Die Idee könnte aus einem Kinderbuch stammen: ein Haus erzählt seine Geschichte. Berliner Gründerzeit, um 1890, Wedding! Da wurde dieses, damals prachtvolle Haus erbaut. Heute verdammt in die Jahre gekommen und nahezu abbruchreif. Allerdings hat es die Kriege überlebt, aber so wie es aussieht, wohl nicht mehr das heutige Spekulantentum.
Es gibt drei Haupterzählstränge: die von Getrud, Leo und Leila. Gertrud, hoch in den Neunzigern, Leo ebenso und Leila die noch mitten im Berliner Alltagsdurcheinander lebt, ausgerechnet als Sozialarbeiterin. (so eine Art Quartiersmanagerin im Neusprech) Gertrud hat seit Jahrzehnten das Haus nicht mehr verlassen, Leo ist aus Israel angereist und Leila, die gar nicht weiß, dass einst ihre Sintifamilie hier gelebt hat. Diese drei tragen die Hauptlast der Geschichten, die von großer, profunder Kenntnis sind! Von der Judenverfolgung, der Sinti und Roma Verjagungen aus und in ganz Europa, des Naziterrors, und der langsamen Inanspruchnahme des Hauses durch alle möglichen Ethnien, zuerst der Wolga- und Russlanddeutschen und heute das prekäre Leben bulgarischer und/oder rumänischer Großfamilien beherbergt.

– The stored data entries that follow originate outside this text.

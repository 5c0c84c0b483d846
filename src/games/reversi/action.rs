//! Plies, trace entries and engine errors.
//!
//! A ply is what a side does on its turn: place a stone or pass. Moves pair
//! a ply with the color that made it and make up the board's trace.

use super::position::{CELL_COUNT, Position};
use super::types::Color;
use serde::{Deserialize, Serialize};

/// One turn's action.
#[derive(Debug, Clone, Copy, PartialEq, Eq, Hash, Serialize, Deserialize)]
pub enum Ply {
    /// Place a stone on the cell.
    Place(Position),
    /// Forced pass, legal only when no placement is.
    Pass,
}

impl Ply {
    /// Index into a legal mask: 0-63 for cells, 64 for pass.
    pub fn mask_index(self) -> usize {
        match self {
            Ply::Place(pos) => pos.index(),
            Ply::Pass => CELL_COUNT,
        }
    }

    /// Inverse of [`Ply::mask_index`].
    pub fn from_mask_index(index: usize) -> Option<Self> {
        if index == CELL_COUNT {
            Some(Ply::Pass)
        } else {
            Position::from_index(index).map(Ply::Place)
        }
    }

    /// Parses `pass` or a cell in algebraic/index notation.
    pub fn parse(s: &str) -> Option<Self> {
        if s.trim().eq_ignore_ascii_case("pass") {
            return Some(Ply::Pass);
        }
        Position::parse(s).map(Ply::Place)
    }

    /// Returns the cell, if this ply places a stone.
    pub fn position(self) -> Option<Position> {
        match self {
            Ply::Place(pos) => Some(pos),
            Ply::Pass => None,
        }
    }
}

impl std::fmt::Display for Ply {
    fn fmt(&self, f: &mut std::fmt::Formatter<'_>) -> std::fmt::Result {
        match self {
            Ply::Place(pos) => write!(f, "{}", pos),
            Ply::Pass => write!(f, "pass"),
        }
    }
}

/// A trace entry: a ply and the color that made it.
#[derive(Debug, Clone, Copy, PartialEq, Eq, Hash, Serialize, Deserialize, derive_new::new)]
pub struct Move {
    /// What was played.
    pub ply: Ply,
    /// Who played it.
    pub color: Color,
}

impl std::fmt::Display for Move {
    fn fmt(&self, f: &mut std::fmt::Formatter<'_>) -> std::fmt::Result {
        write!(f, "{} {}", self.color, self.ply)
    }
}

/// Errors raised by the engine when a ply is rejected.
#[derive(Debug, Clone, Copy, PartialEq, Eq, derive_more::Display, derive_more::Error)]
pub enum EngineError {
    /// The cell is occupied or no run would be sandwiched.
    #[display("{} cannot play {}", color, position)]
    IllegalMove {
        /// Side that attempted the move.
        color: Color,
        /// Target cell.
        position: Position,
    },

    /// Pass attempted while a placement is available.
    #[display("{} cannot pass while a legal move exists", _0)]
    IllegalPass(#[error(not(source))] Color),

    /// Both sides are blocked; no further plies are accepted.
    #[display("Game is already over")]
    GameOver,

    /// The trace holds no ply by this color.
    #[display("{} has no ply to retract", _0)]
    NothingToRetract(#[error(not(source))] Color),
}
//! Strictly Reversi - terminal front end
//!
//! Runs human-vs-machine matches on stdin/stdout, or machine self-play.

#![warn(missing_docs)]

mod cli;

use anyhow::Result;
use clap::Parser;
use cli::{Cli, Command};
use strictly_reversi::{MatchConfig, MatchEvent, MatchOutcome, MatchRunner, stdin_lines};
use tokio::sync::mpsc;
use tracing::{info, instrument};
use tracing_subscriber::EnvFilter;

#[tokio::main(flavor = "current_thread")]
async fn main() -> Result<()> {
    // Load .env file
    dotenvy::dotenv().ok();

    tracing_subscriber::fmt()
        .with_env_filter(
            EnvFilter::try_from_default_env()
                .unwrap_or_else(|_| EnvFilter::new("info,strictly_reversi=debug")),
        )
        .with_writer(std::io::stderr)
        .init();

    let cli = Cli::parse();

    match cli.command {
        Command::Play {
            config,
            matches,
            side,
            json,
        } => run_play(config, matches, side.map(Into::into), json).await,
        Command::Selfplay {
            matches,
            no_rotate,
            json,
        } => run_selfplay(matches, no_rotate, json).await,
    }
}

/// Play at the terminal
#[instrument(skip_all, fields(config_path = %config.display()))]
async fn run_play(
    config: std::path::PathBuf,
    matches: u32,
    side: Option<strictly_reversi::Color>,
    json: bool,
) -> Result<()> {
    let config = MatchConfig::load_or_default(&config)?;
    info!(black = %config.black().name(), white = %config.white().name(), "Starting play");

    println!("Enter a cell (e.g. d3), \"pass\" or \"undo\". After a match: \"change\" or Enter.");
    let (tx, rx) = mpsc::unbounded_channel();
    let mut runner = MatchRunner::from_config(&config, Some(stdin_lines()))?.with_events(tx);
    runner.orchestrator_mut().start(side)?;
    println!("{}", runner.orchestrator().engine());

    let outcomes = drive(&mut runner, rx, matches, json).await?;
    report(&runner, &outcomes, json)
}

/// Machine self-play
#[instrument]
async fn run_selfplay(matches: u32, no_rotate: bool, json: bool) -> Result<()> {
    let config = MatchConfig::selfplay()
        .with_force_color_rotation(!no_rotate)
        .with_machine_delay_ms(0);
    info!(matches, rotate = !no_rotate, "Starting self-play");

    let (tx, rx) = mpsc::unbounded_channel();
    let mut runner = MatchRunner::from_config(&config, None)?.with_events(tx);
    let outcomes = drive(&mut runner, rx, matches, json).await?;
    report(&runner, &outcomes, json)
}

/// Runs the matches while printing events as they arrive.
async fn drive(
    runner: &mut MatchRunner,
    mut rx: mpsc::UnboundedReceiver<MatchEvent>,
    matches: u32,
    json: bool,
) -> Result<Vec<MatchOutcome>> {
    // Events print while the runner waits on input; the rest drain afterwards.
    let outcomes = {
        let printer = async {
            while let Some(event) = rx.recv().await {
                print_event(&event, json);
            }
        };
        tokio::select! {
            result = runner.run(matches) => result?,
            _ = printer => anyhow::bail!("Event channel closed early"),
        }
    };
    while let Ok(event) = rx.try_recv() {
        print_event(&event, json);
    }
    Ok(outcomes)
}

fn print_event(event: &MatchEvent, json: bool) {
    match event {
        MatchEvent::Played { mv, board, snapshot } => {
            if json {
                match serde_json::to_string(snapshot) {
                    Ok(line) => println!("{}", line),
                    Err(e) => tracing::warn!(error = %e, "Snapshot serialization failed"),
                }
            } else {
                println!("{}\n{}", mv, board);
            }
        }
        MatchEvent::Undone { color, removed } => println!("{} took back {} plies", color, removed),
        MatchEvent::Rejected { agent, error } => println!("Rejected ({}): {}", agent, error),
        MatchEvent::Ended(outcome) => println!(
            "Game over: black {} white {} ({})",
            outcome.score.black,
            outcome.score.white,
            outcome.winner.map_or("draw".to_string(), |c| format!("{} wins", c))
        ),
        MatchEvent::Confirmed { message, choice } => println!("{} -> {:?}", message, choice),
        MatchEvent::HumanTurn(color) => println!("{} to move:", color),
        MatchEvent::ConfirmRequested(prompt) => {
            let labels: Vec<_> = prompt.choices.iter().map(|(label, _)| *label).collect();
            println!("{} [{}]", prompt.message, labels.join(" / "));
        }
        MatchEvent::Transition { .. } => {}
    }
}

fn report(runner: &MatchRunner, outcomes: &[MatchOutcome], json: bool) -> Result<()> {
    let orchestrator = runner.orchestrator();
    if json {
        println!("{}", serde_json::to_string(orchestrator.tallies())?);
    } else {
        let headline = orchestrator.tallies().headline(
            orchestrator.settings().force_color_rotation,
            orchestrator.machine_only(),
            orchestrator.human_vs_machine(),
        );
        println!("{} matches played", outcomes.len());
        println!("{}", headline);
    }
    Ok(())
}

Die Verästelungen und die Tiefe der Beschreibungen mögen manchmal anstrengend sein, es lohnt sich allemal dabei zu bleiben. Das Buch sollte zur Schulliteratur werden, denn selten kommt man in einer Gleichzeitigkeit die heutigen Probleme Israels und der Geschichte des Landes so nahe und noch seltener findet man so rührende Beschreibungen von Freundschaft im Untergrund im Widerstand gegen den Naziterror. Gertrud und Leo, haben das alles gesehen und erlebt und was das menschliche Auge nicht zu sehen oder zu verstehen vermag, das verbindet das Haus selbst mit seinen Worten und raunt uns die schlimmen und die schönen Geschichten aus den Zimmern und Wohnungen und aus den vielen Jahrzehnten zu.
Regina Scheer: Gott wohnt im Wedding.
Penguin Verlag, April 2020.
432 Seiten, Taschenbuch, 12,00 Euro.
Diese Rezension wurde verfasst von Fred Ape.